• _Stored data_:
Start of Block

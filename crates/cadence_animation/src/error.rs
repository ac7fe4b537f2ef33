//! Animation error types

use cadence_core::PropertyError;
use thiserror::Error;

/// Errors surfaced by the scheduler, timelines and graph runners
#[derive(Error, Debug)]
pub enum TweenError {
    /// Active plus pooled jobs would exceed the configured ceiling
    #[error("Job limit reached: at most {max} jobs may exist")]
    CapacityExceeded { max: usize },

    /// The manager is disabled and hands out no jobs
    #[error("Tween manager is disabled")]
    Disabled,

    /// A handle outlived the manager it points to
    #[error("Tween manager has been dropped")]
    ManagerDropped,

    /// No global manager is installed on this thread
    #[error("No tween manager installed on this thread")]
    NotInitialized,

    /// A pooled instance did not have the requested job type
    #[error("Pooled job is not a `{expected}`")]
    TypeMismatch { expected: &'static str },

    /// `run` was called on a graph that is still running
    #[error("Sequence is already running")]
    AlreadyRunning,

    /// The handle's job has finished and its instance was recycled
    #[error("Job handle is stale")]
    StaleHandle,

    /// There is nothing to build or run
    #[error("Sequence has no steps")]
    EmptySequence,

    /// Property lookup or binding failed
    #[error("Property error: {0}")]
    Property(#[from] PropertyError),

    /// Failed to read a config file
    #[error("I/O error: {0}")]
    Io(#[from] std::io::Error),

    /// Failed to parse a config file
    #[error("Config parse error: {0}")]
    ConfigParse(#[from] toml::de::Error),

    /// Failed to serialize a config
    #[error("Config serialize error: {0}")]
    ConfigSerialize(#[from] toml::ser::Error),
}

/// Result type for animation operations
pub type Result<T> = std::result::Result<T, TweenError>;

End of Block

Print the lines of the entries, exactly, from the one containing "serialize a config" down to the final line, and leave out all the others.

• _Answer box_:
    /// Failed to serialize a config
    #[error("Config serialize error: {0}")]
    ConfigSerialize(#[from] toml::ser::Error),
}

/// Result type for animation operations
pub type Result<T> = std::result::Result<T, TweenError>;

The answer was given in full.